Prior to that he represented H.L. Garrott, a Black police officer who had purchased a home for his family in South Los Angeles in 1919. A deed recorded for the property prohibited it from being sold to any person of “African, Chinese or Japanese descent.”

When the Title Guarantee & Trust Co. discovered that Garrott owned the property, it sued to force him to relinquish title without compensation.

Tyler represented Garrott and argued that the racially restrictive covenant violated the due process clause of the Constitution’s 14th Amendment. A state appellate court ruled in Garrott’s favor in Title Guarantee & Trust Company v. Garrott.

The U.S. Supreme Court didn’t outlaw racially restrictive covenants until almost 30 years later in the Missouri case Shelley v.
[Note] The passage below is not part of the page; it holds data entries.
use std::{
    io,
    sync::{Arc, Mutex},
};

use serde_json::Value;
use tracing_subscriber::EnvFilter;

use crate::dimension::Dimension;

/// Send log output to the test harness. Set `RUST_LOG=debug` to see it.
pub(crate) fn init_logging() {
    let _ = tracing_subscriber::fmt()
        .with_env_filter(EnvFilter::from_default_env())
        .with_test_writer()
        .try_init();
}

/// Build a dimension from a JSON configuration that is known to be valid.
pub(crate) fn dimension(config: Value) -> Dimension {
    init_logging();
    Dimension::from_value(config).unwrap()
}

#[derive(Clone, Default)]
struct LogBuffer(Arc<Mutex<Vec<u8>>>);

impl io::Write for LogBuffer {
    fn write(&mut self, buf: &[u8]) -> io::Result<usize> {
        self.0.lock().unwrap().extend_from_slice(buf);
        Ok(buf.len())
    }

    fn flush(&mut self) -> io::Result<()> {
        Ok(())
    }
}

/// Call `f` with a subscriber that records events at info level and above on the current thread.
/// Returns what `f` returned along with the recorded log lines.
///
pub(crate) fn capture_logs<T>(f: impl FnOnce() -> T) -> (T, String) {
    let buffer = LogBuffer::default();
    let writer = buffer.clone();
    let subscriber = tracing_subscriber::fmt()
        .with_writer(move || writer.clone())
        .with_ansi(false)
        .finish();

    let result = tracing::subscriber::with_default(subscriber, f);
    let logs = String::from_utf8_lossy(&buffer.0.lock().unwrap()).into_owned();

    (result, logs)
}
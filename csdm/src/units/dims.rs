//! Physical dimensionality as integer exponents over a fixed set of base kinds.
//!
use std::fmt;

const BASE_SYMBOLS: [&str; 8] = ["L", "M", "T", "I", "Θ", "N", "J", "A"];

/// Exponents of length, mass, time, electric current, temperature, amount of substance,
/// luminous intensity and plane angle, in that order.
///
/// Plane angle is carried as its own base so that angles and angular frequencies get their own
/// quantity kinds, even though it is formally dimensionless.
///
/// Exponents stay within `-127..=127`, so negating one never overflows. Products and powers that
/// would leave that range are refused.
///
#[derive(Clone, Copy, Debug, Default, PartialEq, Eq, Hash)]
pub struct Dimensionality([i8; 8]);

impl Dimensionality {
    pub const DIMENSIONLESS: Dimensionality = Dimensionality([0; 8]);
    pub const LENGTH: Dimensionality = Dimensionality([1, 0, 0, 0, 0, 0, 0, 0]);
    pub const MASS: Dimensionality = Dimensionality([0, 1, 0, 0, 0, 0, 0, 0]);
    pub const TIME: Dimensionality = Dimensionality([0, 0, 1, 0, 0, 0, 0, 0]);
    pub const CURRENT: Dimensionality = Dimensionality([0, 0, 0, 1, 0, 0, 0, 0]);
    pub const TEMPERATURE: Dimensionality = Dimensionality([0, 0, 0, 0, 1, 0, 0, 0]);
    pub const AMOUNT: Dimensionality = Dimensionality([0, 0, 0, 0, 0, 1, 0, 0]);
    pub const LUMINOUS_INTENSITY: Dimensionality = Dimensionality([0, 0, 0, 0, 0, 0, 1, 0]);
    pub const ANGLE: Dimensionality = Dimensionality([0, 0, 0, 0, 0, 0, 0, 1]);

    pub const fn new(exponents: [i8; 8]) -> Self {
        Self(exponents)
    }

    pub fn exponents(&self) -> [i8; 8] {
        self.0
    }

    pub fn is_dimensionless(&self) -> bool {
        self.0 == [0; 8]
    }

    pub fn checked_powi(self, power: i8) -> Option<Self> {
        let mut exponents = self.0;
        for exponent in exponents.iter_mut() {
            *exponent = checked_exponent(i16::from(*exponent) * i16::from(power))?;
        }

        Some(Self(exponents))
    }

    pub fn checked_mul(self, rhs: Self) -> Option<Self> {
        let mut exponents = self.0;
        for (exponent, other) in exponents.iter_mut().zip(rhs.0) {
            *exponent = checked_exponent(i16::from(*exponent) + i16::from(other))?;
        }

        Some(Self(exponents))
    }

    pub fn checked_div(self, rhs: Self) -> Option<Self> {
        self.checked_mul(rhs.inverse())
    }

    pub fn inverse(self) -> Self {
        Self(self.0.map(|exponent| -exponent))
    }

    /// Name of the physical type for this dimensionality, or "unknown" if it isn't one of the
    /// named kinds.
    ///
    pub fn quantity_kind(&self) -> &'static str {
        QUANTITY_KINDS
            .iter()
            .find(|(exponents, _)| *exponents == self.0)
            .map(|(_, name)| *name)
            .unwrap_or("unknown")
    }
}

/// An exponent, if it's within `-127..=127`.
pub(crate) fn checked_exponent(value: i16) -> Option<i8> {
    if value.abs() <= i16::from(i8::MAX) {
        i8::try_from(value).ok()
    } else {
        None
    }
}

impl fmt::Display for Dimensionality {
    fn fmt(&self, f: &mut fmt::Formatter<'_>) -> fmt::Result {
        if self.is_dimensionless() {
            return write!(f, "1");
        }

        let factors: Vec<String> = BASE_SYMBOLS
            .iter()
            .zip(self.0)
            .filter(|(_, exponent)| *exponent != 0)
            .map(|(symbol, exponent)| match exponent {
                1 => symbol.to_string(),
                _ => format!("{symbol}^{exponent}"),
            })
            .collect();

        write!(f, "{}", factors.join(" "))
    }
}

//                                 L   M   T   I   Θ   N   J   A
#[rustfmt::skip]
const QUANTITY_KINDS: [([i8; 8], &str); 33] = [
    ([ 0,  0,  0,  0,  0,  0,  0,  0], "dimensionless"),
    ([ 1,  0,  0,  0,  0,  0,  0,  0], "length"),
    ([ 0,  1,  0,  0,  0,  0,  0,  0], "mass"),
    ([ 0,  0,  1,  0,  0,  0,  0,  0], "time"),
    ([ 0,  0,  0,  1,  0,  0,  0,  0], "electrical current"),
    ([ 0,  0,  0,  0,  1,  0,  0,  0], "temperature"),
    ([ 0,  0,  0,  0,  0,  1,  0,  0], "amount of substance"),
    ([ 0,  0,  0,  0,  0,  0,  1,  0], "luminous intensity"),
    ([ 0,  0,  0,  0,  0,  0,  0,  1], "angle"),
    ([ 2,  0,  0,  0,  0,  0,  0,  0], "area"),
    ([ 3,  0,  0,  0,  0,  0,  0,  0], "volume"),
    ([-1,  0,  0,  0,  0,  0,  0,  0], "wavenumber"),
    ([ 0,  0, -1,  0,  0,  0,  0,  0], "frequency"),
    ([ 0,  0, -1,  0,  0,  0,  0,  1], "angular frequency"),
    ([ 0,  0, -2,  0,  0,  0,  0,  1], "angular acceleration"),
    ([ 1,  0, -1,  0,  0,  0,  0,  0], "speed"),
    ([ 1,  0, -2,  0,  0,  0,  0,  0], "acceleration"),
    ([-1,  0,  1,  0,  0,  0,  0,  0], "slowness"),
    ([ 1,  1, -2,  0,  0,  0,  0,  0], "force"),
    ([ 2,  1, -2,  0,  0,  0,  0,  0], "energy"),
    ([ 2,  1, -3,  0,  0,  0,  0,  0], "power"),
    ([-1,  1, -2,  0,  0,  0,  0,  0], "pressure"),
    ([-3,  1,  0,  0,  0,  0,  0,  0], "mass density"),
    ([ 1,  1, -1,  0,  0,  0,  0,  0], "momentum/impulse"),
    ([ 0,  0,  1,  1,  0,  0,  0,  0], "electrical charge"),
    ([ 2,  1, -3, -1,  0,  0,  0,  0], "electrical potential"),
    ([ 2,  1, -3, -2,  0,  0,  0,  0], "electrical resistance"),
    ([-2, -1,  4,  2,  0,  0,  0,  0], "electrical capacitance"),
    ([ 2,  1, -2, -1,  0,  0,  0,  0], "magnetic flux"),
    ([ 0,  1, -2, -1,  0,  0,  0,  0], "magnetic flux density"),
    ([-1,  0,  0,  1,  0,  0,  0,  0], "magnetic field strength"),
    ([-3,  0,  0,  0,  0,  1,  0,  0], "molar concentration"),
    ([ 0,  0, -1,  0,  0,  1,  0,  0], "catalytic activity"),
];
Kraemer in 1948.

“The dedication of this intersection is not just a symbolic gesture, but a commitment to the values of justice, equality and unity,” de León said in a statement. “Even when we fall off track from our values and principles as a society or even individuals, heroes like Willis O. Tyler, help redirect us — put us back on track to adhere to the values that make us a stronger society and better human beings.”

Taking part in the ceremony was Fatheree, who led the team of attorneys who secured the return of Bruce’s Beach to the descendants of Willa and Charles Bruce nearly a century after it had been taken by Manhattan Beach as a result of racial animus.

Also present was Mallory, who heads the Los Angeles chapter of Sigma Pi Phi. Perry was among the founding members of the chapter of the post-graduate fraternity primarily for eminent Black professional men.

Tyler was born July 19, 1880, in Bloomington, Illinois. His father shortly after his birth and his mother died when he was 9 years old, leaving Tyler to be raised by an aunt who had been a leader in the Bloomington station of the Underground Railroad, a network of secret routes and safe houses in the early to mid-19th century used by enslaved African Americans primarily to escape into free states and from there to Canada.

Tyler enrolled in Indiana University when he was 16, where he studied for two years before enlisting in 1898 in the Indiana Colored Volunteer Infantry to fight in Cuba in the Spanish American War. He received a bachelor’s degree from Indiana University in 1902 and graduated from the Harvard Law School in 1908.

Tyler died June 18, 1949, at age 68 at his home in Harvard Heights after practicing law in Los Angeles for more than 35 years.